## Work request
Look through the data below and work out how many lines hold "distinct"; state only the number.

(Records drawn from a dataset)
"""
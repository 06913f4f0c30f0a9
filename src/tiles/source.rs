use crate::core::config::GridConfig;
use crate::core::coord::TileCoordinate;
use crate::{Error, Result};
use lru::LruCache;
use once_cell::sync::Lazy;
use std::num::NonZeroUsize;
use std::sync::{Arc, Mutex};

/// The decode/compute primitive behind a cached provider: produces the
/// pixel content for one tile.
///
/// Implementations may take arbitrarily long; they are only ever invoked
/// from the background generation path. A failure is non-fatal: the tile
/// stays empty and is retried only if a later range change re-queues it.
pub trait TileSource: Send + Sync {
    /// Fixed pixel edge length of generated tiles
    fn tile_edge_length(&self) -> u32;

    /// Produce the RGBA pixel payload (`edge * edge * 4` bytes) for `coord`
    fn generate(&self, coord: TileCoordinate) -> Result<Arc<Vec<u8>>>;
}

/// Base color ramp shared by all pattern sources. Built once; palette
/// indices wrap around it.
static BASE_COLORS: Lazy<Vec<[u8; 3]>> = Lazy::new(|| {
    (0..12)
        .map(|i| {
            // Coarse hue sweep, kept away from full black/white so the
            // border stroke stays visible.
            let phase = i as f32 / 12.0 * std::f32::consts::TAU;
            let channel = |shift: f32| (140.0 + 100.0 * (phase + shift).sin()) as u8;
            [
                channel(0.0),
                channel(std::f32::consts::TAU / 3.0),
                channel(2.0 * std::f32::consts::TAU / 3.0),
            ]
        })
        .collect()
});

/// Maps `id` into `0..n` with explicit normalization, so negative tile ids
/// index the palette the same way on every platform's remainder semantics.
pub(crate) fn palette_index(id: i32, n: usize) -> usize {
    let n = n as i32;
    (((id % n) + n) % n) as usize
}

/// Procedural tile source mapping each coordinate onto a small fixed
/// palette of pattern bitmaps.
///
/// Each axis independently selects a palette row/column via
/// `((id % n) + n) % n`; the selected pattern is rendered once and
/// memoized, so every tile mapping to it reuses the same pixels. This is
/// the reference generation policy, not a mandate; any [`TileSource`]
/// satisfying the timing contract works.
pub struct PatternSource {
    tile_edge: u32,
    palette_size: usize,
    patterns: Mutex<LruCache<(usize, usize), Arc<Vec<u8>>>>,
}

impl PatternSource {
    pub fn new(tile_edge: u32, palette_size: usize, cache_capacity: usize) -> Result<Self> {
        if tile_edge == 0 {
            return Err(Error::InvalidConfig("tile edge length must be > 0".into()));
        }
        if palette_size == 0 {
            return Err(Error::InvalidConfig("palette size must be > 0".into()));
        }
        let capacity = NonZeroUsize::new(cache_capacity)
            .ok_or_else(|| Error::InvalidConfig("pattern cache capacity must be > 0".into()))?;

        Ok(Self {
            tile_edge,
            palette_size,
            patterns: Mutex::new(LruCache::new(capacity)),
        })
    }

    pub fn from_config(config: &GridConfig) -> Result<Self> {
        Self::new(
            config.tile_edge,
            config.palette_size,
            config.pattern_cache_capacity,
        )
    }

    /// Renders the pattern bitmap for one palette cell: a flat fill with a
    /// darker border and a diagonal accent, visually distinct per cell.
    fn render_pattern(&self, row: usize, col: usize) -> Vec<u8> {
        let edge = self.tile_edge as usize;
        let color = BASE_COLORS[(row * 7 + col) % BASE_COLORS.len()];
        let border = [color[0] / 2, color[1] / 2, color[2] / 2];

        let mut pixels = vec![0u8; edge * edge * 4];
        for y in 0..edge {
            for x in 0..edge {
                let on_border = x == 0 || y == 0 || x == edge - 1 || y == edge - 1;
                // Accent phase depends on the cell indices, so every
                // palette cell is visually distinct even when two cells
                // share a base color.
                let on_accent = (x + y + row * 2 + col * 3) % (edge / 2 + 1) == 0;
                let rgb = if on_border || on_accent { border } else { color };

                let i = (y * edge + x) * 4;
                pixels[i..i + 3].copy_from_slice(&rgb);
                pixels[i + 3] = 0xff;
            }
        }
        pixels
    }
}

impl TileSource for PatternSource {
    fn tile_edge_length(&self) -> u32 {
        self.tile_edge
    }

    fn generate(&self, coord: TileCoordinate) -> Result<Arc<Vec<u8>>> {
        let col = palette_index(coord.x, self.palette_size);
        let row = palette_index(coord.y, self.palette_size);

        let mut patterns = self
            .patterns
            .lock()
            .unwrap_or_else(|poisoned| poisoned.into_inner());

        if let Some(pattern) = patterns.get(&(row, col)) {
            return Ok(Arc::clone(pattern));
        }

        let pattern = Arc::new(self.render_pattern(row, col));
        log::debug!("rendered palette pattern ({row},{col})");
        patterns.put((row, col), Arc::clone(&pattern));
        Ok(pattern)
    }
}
"""
"""
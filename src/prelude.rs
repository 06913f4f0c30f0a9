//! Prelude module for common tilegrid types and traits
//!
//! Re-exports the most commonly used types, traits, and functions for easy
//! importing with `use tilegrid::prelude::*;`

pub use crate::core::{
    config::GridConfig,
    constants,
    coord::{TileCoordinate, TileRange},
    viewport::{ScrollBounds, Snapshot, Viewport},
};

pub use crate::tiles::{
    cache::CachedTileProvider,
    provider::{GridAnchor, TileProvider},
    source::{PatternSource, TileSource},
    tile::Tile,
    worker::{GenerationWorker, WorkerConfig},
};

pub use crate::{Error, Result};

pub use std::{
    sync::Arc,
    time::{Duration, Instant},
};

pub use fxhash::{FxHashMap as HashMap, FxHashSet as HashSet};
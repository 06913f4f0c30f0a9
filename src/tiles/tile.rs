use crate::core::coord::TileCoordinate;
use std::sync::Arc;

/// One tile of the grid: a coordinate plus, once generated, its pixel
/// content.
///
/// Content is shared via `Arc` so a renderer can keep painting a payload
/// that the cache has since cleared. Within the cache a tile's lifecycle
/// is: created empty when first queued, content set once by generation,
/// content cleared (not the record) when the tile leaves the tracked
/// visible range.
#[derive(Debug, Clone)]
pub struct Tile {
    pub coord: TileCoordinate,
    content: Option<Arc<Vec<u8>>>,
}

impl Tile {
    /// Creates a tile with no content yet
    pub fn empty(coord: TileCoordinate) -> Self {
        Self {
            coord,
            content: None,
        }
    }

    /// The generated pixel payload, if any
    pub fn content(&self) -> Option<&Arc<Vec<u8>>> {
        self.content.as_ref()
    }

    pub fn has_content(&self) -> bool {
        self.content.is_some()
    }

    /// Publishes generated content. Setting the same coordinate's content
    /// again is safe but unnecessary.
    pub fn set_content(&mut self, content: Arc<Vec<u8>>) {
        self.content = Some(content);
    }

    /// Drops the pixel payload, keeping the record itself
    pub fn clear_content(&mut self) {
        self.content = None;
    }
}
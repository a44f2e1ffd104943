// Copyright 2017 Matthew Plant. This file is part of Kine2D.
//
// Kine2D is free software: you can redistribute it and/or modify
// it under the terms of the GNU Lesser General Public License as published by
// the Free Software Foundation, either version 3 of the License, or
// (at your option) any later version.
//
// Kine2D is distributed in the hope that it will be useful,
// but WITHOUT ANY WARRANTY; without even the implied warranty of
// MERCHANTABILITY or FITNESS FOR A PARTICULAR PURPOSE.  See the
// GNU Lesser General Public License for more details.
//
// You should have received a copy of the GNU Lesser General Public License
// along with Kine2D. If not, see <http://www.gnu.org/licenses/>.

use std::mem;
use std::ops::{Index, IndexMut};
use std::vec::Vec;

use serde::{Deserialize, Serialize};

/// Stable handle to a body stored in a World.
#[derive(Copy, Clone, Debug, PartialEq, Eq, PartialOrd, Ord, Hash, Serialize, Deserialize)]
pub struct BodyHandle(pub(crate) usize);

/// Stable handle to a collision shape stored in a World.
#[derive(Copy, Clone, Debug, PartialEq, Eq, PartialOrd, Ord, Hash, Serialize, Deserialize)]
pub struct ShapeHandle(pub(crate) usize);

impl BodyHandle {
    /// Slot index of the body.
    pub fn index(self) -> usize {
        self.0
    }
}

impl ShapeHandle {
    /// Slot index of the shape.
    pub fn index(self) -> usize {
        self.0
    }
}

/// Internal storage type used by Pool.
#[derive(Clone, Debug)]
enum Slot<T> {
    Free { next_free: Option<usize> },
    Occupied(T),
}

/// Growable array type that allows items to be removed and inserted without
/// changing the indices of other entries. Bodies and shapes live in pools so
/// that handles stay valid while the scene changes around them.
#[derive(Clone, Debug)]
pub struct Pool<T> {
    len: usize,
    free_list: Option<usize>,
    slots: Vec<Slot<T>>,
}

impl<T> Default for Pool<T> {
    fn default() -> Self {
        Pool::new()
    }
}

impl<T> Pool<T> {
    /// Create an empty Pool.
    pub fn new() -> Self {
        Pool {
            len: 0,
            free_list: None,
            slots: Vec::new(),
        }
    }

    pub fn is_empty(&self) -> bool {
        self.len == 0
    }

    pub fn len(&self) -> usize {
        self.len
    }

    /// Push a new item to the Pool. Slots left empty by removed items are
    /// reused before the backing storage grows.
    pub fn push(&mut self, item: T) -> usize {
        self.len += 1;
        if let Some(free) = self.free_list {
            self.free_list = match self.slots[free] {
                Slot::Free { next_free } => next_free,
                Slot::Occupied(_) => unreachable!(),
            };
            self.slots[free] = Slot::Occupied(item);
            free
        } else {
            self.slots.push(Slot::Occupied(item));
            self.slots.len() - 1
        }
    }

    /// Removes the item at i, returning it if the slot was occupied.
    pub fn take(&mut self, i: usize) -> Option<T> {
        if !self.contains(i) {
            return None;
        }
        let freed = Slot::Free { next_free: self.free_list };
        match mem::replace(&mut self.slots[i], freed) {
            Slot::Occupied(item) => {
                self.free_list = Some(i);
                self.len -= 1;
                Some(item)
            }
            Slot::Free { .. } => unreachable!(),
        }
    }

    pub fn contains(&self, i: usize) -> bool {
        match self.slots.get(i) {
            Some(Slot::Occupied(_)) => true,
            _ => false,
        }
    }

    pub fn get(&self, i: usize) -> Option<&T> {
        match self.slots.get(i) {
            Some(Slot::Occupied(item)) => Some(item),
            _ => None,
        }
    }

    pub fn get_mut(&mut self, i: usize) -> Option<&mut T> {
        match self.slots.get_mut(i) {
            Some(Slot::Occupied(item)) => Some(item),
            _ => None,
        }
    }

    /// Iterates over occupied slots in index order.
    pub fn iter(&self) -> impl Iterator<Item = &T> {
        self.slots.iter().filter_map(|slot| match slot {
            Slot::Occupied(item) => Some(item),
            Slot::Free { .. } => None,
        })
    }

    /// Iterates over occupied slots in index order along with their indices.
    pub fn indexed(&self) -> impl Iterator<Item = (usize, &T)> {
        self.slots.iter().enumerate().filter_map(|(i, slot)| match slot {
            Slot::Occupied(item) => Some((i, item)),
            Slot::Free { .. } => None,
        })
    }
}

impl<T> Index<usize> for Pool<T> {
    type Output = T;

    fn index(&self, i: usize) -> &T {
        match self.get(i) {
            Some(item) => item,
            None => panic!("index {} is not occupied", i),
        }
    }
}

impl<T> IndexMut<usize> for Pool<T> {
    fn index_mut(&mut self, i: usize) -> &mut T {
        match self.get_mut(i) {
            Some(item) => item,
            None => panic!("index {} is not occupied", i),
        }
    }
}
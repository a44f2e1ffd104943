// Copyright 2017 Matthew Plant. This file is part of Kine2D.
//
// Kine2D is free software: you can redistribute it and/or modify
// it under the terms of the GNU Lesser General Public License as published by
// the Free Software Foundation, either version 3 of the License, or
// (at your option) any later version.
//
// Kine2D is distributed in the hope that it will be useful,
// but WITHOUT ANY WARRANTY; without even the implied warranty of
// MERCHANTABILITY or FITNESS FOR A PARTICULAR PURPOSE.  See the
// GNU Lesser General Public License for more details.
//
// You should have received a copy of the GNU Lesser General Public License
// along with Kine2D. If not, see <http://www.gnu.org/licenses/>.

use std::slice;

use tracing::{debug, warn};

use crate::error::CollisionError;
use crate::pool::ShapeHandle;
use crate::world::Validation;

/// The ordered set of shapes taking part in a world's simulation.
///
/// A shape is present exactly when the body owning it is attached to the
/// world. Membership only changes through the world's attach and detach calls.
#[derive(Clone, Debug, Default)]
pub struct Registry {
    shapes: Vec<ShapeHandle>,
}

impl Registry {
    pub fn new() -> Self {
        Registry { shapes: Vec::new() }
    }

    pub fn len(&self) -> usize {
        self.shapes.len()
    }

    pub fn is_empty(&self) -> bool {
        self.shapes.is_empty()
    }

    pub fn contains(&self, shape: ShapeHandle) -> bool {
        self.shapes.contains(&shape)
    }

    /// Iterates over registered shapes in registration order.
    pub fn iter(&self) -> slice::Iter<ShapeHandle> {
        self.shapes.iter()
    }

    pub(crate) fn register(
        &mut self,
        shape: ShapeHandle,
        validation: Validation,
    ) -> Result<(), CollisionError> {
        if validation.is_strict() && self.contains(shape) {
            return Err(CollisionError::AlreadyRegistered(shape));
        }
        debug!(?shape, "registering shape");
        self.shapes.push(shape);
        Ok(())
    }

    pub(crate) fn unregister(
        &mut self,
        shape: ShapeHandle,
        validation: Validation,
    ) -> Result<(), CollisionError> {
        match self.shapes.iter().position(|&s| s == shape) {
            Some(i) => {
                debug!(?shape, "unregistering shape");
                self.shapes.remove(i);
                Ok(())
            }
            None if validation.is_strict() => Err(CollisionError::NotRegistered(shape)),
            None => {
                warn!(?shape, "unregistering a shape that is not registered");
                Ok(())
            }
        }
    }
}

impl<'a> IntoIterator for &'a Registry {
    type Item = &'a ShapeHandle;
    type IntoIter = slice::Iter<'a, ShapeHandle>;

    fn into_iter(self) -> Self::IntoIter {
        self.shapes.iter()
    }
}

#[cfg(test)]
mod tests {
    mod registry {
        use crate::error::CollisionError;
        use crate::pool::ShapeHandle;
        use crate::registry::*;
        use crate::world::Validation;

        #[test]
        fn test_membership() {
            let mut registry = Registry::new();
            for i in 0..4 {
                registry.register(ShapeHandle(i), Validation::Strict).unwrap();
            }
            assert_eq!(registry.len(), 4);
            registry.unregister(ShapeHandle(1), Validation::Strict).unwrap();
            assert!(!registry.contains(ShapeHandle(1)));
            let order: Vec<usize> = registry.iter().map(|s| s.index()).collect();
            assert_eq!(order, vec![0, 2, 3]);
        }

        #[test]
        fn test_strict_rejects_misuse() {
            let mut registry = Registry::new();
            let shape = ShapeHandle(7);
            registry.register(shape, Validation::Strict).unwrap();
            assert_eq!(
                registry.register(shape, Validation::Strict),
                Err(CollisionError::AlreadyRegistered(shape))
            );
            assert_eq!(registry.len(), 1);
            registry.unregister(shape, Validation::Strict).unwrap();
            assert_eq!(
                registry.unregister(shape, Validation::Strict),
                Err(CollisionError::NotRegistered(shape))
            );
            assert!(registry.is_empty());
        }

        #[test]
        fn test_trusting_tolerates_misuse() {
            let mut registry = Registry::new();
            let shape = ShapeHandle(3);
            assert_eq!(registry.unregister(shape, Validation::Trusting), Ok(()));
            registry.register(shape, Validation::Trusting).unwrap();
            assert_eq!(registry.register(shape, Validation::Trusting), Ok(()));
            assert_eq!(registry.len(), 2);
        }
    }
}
"""
"""
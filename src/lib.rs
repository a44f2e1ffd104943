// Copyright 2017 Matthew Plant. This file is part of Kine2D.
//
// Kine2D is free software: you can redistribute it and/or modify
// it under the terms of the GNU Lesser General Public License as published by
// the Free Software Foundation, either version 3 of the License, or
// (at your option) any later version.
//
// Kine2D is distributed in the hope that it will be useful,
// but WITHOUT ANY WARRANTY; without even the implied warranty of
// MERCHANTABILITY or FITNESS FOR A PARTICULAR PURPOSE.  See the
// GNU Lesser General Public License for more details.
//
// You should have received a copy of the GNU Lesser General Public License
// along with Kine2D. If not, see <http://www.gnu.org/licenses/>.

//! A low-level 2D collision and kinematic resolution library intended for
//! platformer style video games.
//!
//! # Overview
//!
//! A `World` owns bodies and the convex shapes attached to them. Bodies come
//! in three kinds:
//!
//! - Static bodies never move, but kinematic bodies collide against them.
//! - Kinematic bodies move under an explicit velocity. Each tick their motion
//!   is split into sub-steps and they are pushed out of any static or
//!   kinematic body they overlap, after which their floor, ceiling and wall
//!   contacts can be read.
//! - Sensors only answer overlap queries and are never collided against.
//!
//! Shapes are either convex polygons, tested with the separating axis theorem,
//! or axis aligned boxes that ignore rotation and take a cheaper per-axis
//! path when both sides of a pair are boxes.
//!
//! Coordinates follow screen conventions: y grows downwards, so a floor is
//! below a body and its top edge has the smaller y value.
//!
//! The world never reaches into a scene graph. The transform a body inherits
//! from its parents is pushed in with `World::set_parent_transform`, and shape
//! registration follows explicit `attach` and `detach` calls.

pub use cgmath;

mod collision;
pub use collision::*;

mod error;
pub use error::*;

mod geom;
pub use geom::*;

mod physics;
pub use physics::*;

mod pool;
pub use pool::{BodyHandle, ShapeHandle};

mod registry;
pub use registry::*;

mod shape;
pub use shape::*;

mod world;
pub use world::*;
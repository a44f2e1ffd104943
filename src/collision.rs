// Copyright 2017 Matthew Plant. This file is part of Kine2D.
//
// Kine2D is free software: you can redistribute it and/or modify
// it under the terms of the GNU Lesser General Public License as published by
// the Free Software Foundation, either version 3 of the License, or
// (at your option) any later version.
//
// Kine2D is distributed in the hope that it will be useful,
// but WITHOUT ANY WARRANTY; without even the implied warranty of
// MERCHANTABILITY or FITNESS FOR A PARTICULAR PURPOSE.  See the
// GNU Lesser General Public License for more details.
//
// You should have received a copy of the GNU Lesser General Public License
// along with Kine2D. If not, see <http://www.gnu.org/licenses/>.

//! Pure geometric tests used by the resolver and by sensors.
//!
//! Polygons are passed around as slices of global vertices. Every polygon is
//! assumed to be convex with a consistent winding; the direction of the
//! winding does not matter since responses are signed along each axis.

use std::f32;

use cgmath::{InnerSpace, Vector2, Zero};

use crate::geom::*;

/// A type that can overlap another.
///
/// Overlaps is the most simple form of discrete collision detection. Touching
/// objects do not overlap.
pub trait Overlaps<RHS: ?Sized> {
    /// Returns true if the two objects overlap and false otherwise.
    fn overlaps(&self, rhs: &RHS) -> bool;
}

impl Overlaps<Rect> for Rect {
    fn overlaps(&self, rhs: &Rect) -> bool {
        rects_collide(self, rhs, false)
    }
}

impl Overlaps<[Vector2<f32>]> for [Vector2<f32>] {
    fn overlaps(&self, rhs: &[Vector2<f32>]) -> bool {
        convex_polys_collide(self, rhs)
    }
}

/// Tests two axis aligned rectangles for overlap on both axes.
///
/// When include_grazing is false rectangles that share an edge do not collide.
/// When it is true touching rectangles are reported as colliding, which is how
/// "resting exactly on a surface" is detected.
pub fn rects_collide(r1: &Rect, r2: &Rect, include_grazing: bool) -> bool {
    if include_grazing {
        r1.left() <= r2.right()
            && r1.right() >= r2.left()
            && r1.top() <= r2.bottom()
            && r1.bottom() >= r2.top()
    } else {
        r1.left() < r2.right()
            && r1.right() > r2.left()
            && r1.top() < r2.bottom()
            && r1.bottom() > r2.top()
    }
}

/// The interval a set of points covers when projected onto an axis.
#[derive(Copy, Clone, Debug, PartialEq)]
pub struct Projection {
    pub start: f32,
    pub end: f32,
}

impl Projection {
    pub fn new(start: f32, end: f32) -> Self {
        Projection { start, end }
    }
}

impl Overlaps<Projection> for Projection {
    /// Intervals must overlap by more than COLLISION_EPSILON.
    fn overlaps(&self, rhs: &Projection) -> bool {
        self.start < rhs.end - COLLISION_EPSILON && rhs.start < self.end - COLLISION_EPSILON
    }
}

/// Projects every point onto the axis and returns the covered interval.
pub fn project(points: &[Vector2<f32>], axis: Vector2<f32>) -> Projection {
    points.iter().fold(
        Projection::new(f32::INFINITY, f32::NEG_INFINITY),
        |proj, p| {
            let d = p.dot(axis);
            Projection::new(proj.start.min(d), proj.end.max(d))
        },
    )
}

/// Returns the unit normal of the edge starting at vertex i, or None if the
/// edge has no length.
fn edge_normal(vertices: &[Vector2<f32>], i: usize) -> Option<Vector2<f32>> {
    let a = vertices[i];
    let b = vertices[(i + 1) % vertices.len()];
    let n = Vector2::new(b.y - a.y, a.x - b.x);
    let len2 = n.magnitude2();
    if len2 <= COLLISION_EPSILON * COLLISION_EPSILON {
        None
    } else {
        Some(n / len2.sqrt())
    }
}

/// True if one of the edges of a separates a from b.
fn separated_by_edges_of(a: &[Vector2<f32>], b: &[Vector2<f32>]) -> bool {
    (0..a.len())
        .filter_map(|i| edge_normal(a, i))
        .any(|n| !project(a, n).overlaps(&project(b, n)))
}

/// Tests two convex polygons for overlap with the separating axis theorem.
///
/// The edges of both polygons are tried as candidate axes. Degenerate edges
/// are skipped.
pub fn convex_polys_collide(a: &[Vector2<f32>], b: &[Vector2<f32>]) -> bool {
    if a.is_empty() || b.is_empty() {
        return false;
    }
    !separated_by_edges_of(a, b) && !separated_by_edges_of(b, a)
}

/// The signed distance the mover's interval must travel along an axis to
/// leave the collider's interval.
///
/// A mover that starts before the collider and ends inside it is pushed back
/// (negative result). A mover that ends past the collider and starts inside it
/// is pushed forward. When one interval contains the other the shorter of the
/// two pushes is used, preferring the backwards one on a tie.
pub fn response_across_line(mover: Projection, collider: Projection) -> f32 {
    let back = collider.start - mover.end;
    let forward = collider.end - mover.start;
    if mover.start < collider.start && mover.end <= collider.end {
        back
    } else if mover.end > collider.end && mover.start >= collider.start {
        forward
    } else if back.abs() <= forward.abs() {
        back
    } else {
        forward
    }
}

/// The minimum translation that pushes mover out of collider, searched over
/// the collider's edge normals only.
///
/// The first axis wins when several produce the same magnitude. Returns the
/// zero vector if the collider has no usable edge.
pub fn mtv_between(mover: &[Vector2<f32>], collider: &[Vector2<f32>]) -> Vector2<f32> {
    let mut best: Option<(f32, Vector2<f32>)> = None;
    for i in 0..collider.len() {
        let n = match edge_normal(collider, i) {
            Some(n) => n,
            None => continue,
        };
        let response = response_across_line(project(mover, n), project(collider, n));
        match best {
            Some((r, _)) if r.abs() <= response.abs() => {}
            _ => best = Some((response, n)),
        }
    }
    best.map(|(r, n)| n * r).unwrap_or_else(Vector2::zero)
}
"""
## Reply to the exercise
2